In September 2016, the patient felt a lump at the base of the left breast. The performed mammography of the left mammary gland established in the upper lateral quadrant the presence of an oval strong shadow with high X-ray density, multi-arc, partially non-sharp contours. There were regional micro calcifications between the shadow and the mammilla with a ductal arrangement, heterogeneous shape, size, and density, some with cast-malignant characteristics. The finding of the ultrasound examination was a solid formation, 12×13×8 mm in size, with a non-uniform hypoechoic structure, and uneven resonating contours. In the left axilla, there were single lymph nodes with sizes from 3 mm to 8 mm. The patient was admitted to the Surgery Clinic, where a left radical mastectomy with axillary lymph dissection was performed. Histological examination showed evidence of invasive ductal carcinoma of the mammary gland. The immunohistochemical examination shows: ЕР (3+) positive 80%, РR (2+) positive 60%, HER2 (+++) positive; Ki67 (+) positive 80%. This histological picture is different from the previous one (2013), which gives reason to accept it as a new malignancy. A diagnosis of Ca. gl. mammae sinistra was made. The patient was treated with six courses of chemotherapy with zarzio, docetaxel, and symptomatic agents, followed by small-fraction radiation therapy to the left chest wall and adjacent supraclavicular area with linear accelerator photons over four fields to 40 Gy. During the patient’s follow-up examinations and tests, pleural effusions without the involvement of the pleura from the underlying disease, volume formations in the lung bases bilaterally, and single axillary and paratracheal lymph nodes were found.
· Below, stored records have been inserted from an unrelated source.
// Blogspot to FictionBook converter.
//
// Reads a full Blogspot Atom export and writes the posts as a single
// FB2 e-book, one section per post, oldest first.

use std::fs::File;
use std::io::{self, Read, Write};

use anyhow::{Context, Result};
use clap::{Arg, ArgAction, Command};

use blogspot2fb2::{BookOptions, Feed, write_book};

fn main() -> Result<()> {
    env_logger::init();

    let matches = Command::new("blogspot2fb2")
        .version(env!("CARGO_PKG_VERSION"))
        .about("Convert a Blogspot Atom export into an FB2 e-book")
        .arg(
            Arg::new("input")
                .help("Atom XML file to read ('-' for stdin)")
                .required(true)
                .index(1),
        )
        .arg(
            Arg::new("output")
                .help("FB2 file to write ('-' for stdout)")
                .default_value("-")
                .index(2),
        )
        .arg(
            Arg::new("genre")
                .short('g')
                .long("genre")
                .help("FB2 genre code, may be repeated")
                .action(ArgAction::Append),
        )
        .arg(
            Arg::new("lang")
                .short('l')
                .long("lang")
                .help("Book language code")
                .default_value("en"),
        )
        .get_matches();

    let input = matches
        .get_one::<String>("input")
        .expect("input is a required argument");
    let output = matches
        .get_one::<String>("output")
        .expect("output has a default value");

    let genres = match matches.get_many::<String>("genre") {
        Some(values) => values.cloned().collect(),
        None => vec!["ref_ref".to_string()],
    };
    let lang = matches
        .get_one::<String>("lang")
        .expect("lang has a default value")
        .clone();
    let options = BookOptions { genres, lang };

    let xml = read_input(input).with_context(|| format!("failed to read {input}"))?;
    let feed = Feed::parse(&xml).context("failed to parse the Atom feed")?;
    write_output(&feed, &options, output).with_context(|| format!("failed to write {output}"))?;

    Ok(())
}

fn read_input(path: &str) -> io::Result<Vec<u8>> {
    let mut xml = Vec::new();
    if path == "-" {
        io::stdin().lock().read_to_end(&mut xml)?;
    } else {
        File::open(path)?.read_to_end(&mut xml)?;
    }
    Ok(xml)
}

fn write_output(feed: &Feed, options: &BookOptions, path: &str) -> Result<()> {
    if path == "-" {
        let stdout = io::stdout();
        write_book(feed, options, stdout.lock())?;
    } else {
        let mut out = io::BufWriter::new(File::create(path)?);
        write_book(feed, options, &mut out)?;
        out.flush()?;
    }
    Ok(())
}
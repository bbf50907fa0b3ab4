pub mod book;
pub mod convert;
pub mod error;
pub mod feed;

pub use book::{BookOptions, write_book};
pub use convert::{FbNode, FbTag, Fragment, NodeId, convert_body, convert_html};
pub use error::{Error, Result};
pub use feed::{Author, Entry, Feed};
//! Arena-backed output tree for converted fragments.
//!
//! Nodes are owned by a flat arena and addressed by [`NodeId`]; parents hold
//! ordered child id lists and no node stores a back-pointer. Each node keeps
//! the FB2 mixed-content split: `text` is content before the first child,
//! `tail` is content after the node itself, before its next sibling.

use std::io::Write;

use quick_xml::events::{BytesEnd, BytesStart, BytesText, Event};
use quick_xml::writer::Writer;

/// Identifier of a node within one [`Fragment`]'s arena.
#[derive(Debug, Clone, Copy, PartialEq, Eq, Hash)]
pub struct NodeId(pub(crate) u32);

impl NodeId {
    pub(crate) fn index(self) -> usize {
        self.0 as usize
    }
}

/// The restricted output vocabulary. Everything the converter produces is one
/// of these; unrecognized source markup never maps to a node at all.
#[derive(Debug, Clone, Copy, PartialEq, Eq, Hash)]
pub enum FbTag {
    Paragraph,
    Strong,
    Emphasis,
    Strikethrough,
    Sub,
    Sup,
    Code,
    Table,
    TableRow,
    TableCell,
    TableHeading,
}

impl FbTag {
    /// FB2 element name for serialization.
    pub fn as_str(self) -> &'static str {
        match self {
            FbTag::Paragraph => "p",
            FbTag::Strong => "strong",
            FbTag::Emphasis => "emphasis",
            FbTag::Strikethrough => "strikethrough",
            FbTag::Sub => "sub",
            FbTag::Sup => "sup",
            FbTag::Code => "code",
            FbTag::Table => "table",
            FbTag::TableRow => "tr",
            FbTag::TableCell => "td",
            FbTag::TableHeading => "th",
        }
    }

    /// Block-level output tags never coalesce with an adjacent same-tag
    /// sibling the way inline runs do.
    pub(crate) fn is_block(self) -> bool {
        matches!(
            self,
            FbTag::TableHeading
                | FbTag::TableCell
                | FbTag::Table
                | FbTag::TableRow
                | FbTag::Paragraph
        )
    }

    /// Cell boundaries never pass whitespace to the outside.
    pub(crate) fn is_cell(self) -> bool {
        matches!(self, FbTag::TableCell | FbTag::TableHeading)
    }
}

/// One output node: tag, leading text, ordered children, trailing tail.
#[derive(Debug, Clone)]
pub struct FbNode {
    pub tag: FbTag,
    pub text: String,
    pub tail: String,
    pub children: Vec<NodeId>,
}

impl FbNode {
    pub(crate) fn new(tag: FbTag) -> Self {
        Self {
            tag,
            text: String::new(),
            tail: String::new(),
            children: Vec::new(),
        }
    }
}

/// A completed conversion result: the node arena plus the ordered top-level
/// roots (paragraphs and tables) in document order.
///
/// Detached nodes may linger in the arena after empty-node elimination; only
/// nodes reachable from [`Fragment::roots`] are part of the result.
#[derive(Debug, Clone, Default)]
pub struct Fragment {
    pub(crate) nodes: Vec<FbNode>,
    pub(crate) roots: Vec<NodeId>,
}

impl Fragment {
    /// Top-level output nodes in document order.
    pub fn roots(&self) -> &[NodeId] {
        &self.roots
    }

    /// Whether the conversion produced any output at all.
    pub fn is_empty(&self) -> bool {
        self.roots.is_empty()
    }

    /// Borrow a node by id. Ids are only valid within this fragment.
    pub fn node(&self, id: NodeId) -> &FbNode {
        &self.nodes[id.index()]
    }

    /// Serialize one subtree as XML events, including the node's tail text.
    pub fn write_node<W: Write>(
        &self,
        writer: &mut Writer<W>,
        id: NodeId,
    ) -> std::io::Result<()> {
        let node = self.node(id);
        let name = node.tag.as_str();
        writer.write_event(Event::Start(BytesStart::new(name)))?;
        if !node.text.is_empty() {
            writer.write_event(Event::Text(BytesText::new(&node.text)))?;
        }
        for &child in &node.children {
            self.write_node(writer, child)?;
        }
        writer.write_event(Event::End(BytesEnd::new(name)))?;
        if !node.tail.is_empty() {
            writer.write_event(Event::Text(BytesText::new(&node.tail)))?;
        }
        Ok(())
    }

    /// Serialize every root, one per line. Primarily a debugging and testing
    /// aid; the book writer streams roots into a larger document instead.
    pub fn to_xml(&self) -> String {
        let mut pieces = Vec::with_capacity(self.roots.len());
        for &root in &self.roots {
            let mut writer = Writer::new(Vec::new());
            // Writing to a Vec cannot fail.
            if self.write_node(&mut writer, root).is_ok() {
                pieces.push(String::from_utf8_lossy(&writer.into_inner()).into_owned());
            }
        }
        pieces.join("\n")
    }
}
Five years after diagnosis of the second carcinoma, the patient is in a good general condition.

Discussion

Bilateral breast cancer is the development of independent primary carcinomas of both mammary glands. The two carcinomas can be diagnosed at the same time or sequentially, and the interval between them can be months to years. In men, simultaneous, so-called synchronized bilateral carcinoma of the mammary glands is more commonly observed. Its incidence is 1-2% of all cases of MBCs.[1,12-14] The successive, so-called asynchronous bilateral mammary carcinoma in men is reported less frequently.[15]

The average age at diagnosis is usually between 60-70 years.[1] The development of a second primary carcinoma may be related to the presence of the mentioned risk factors for men. Cases of synchronous bilateral MBC associated with male hypogonadism, hormonal therapy due to prostate cancer, long-standing gynecomastia, and Klinefelter syndrome have been reported in the literature.[1]

Certain treatments, such as chemotherapy and radiotherapy, are also thought to increase the chance of developing a second primary carcinoma.[6] According to some authors, the mere presence of one mammary gland carcinoma in men is already a favorable factor for the development of a second tumor of the same or the other mammary gland, with the risk increasing 30 times. This risk is greater in men under the age of 50 when the first carcinoma was diagnosed. It should also be noted that in 10-16% of men with breast carcinoma, a second primary carcinoma may be seen in another organ such as the prostate gland, lung, colon, rectum, and esophagus.[7,9,15]

We had the opportunity to observe a rare case of asynchronous primary bilateral carcinoma of the mammary glands in a man. The time between the diagnoses of the two carcinomas is 3 years.

Conclusion

Despite its rarity, the described case should draw the attention of doctors to this pathology. Assessment of risk factors and periodic breast examination in men would allow early diagnosis, timely treatment, and better prognosis of the disease.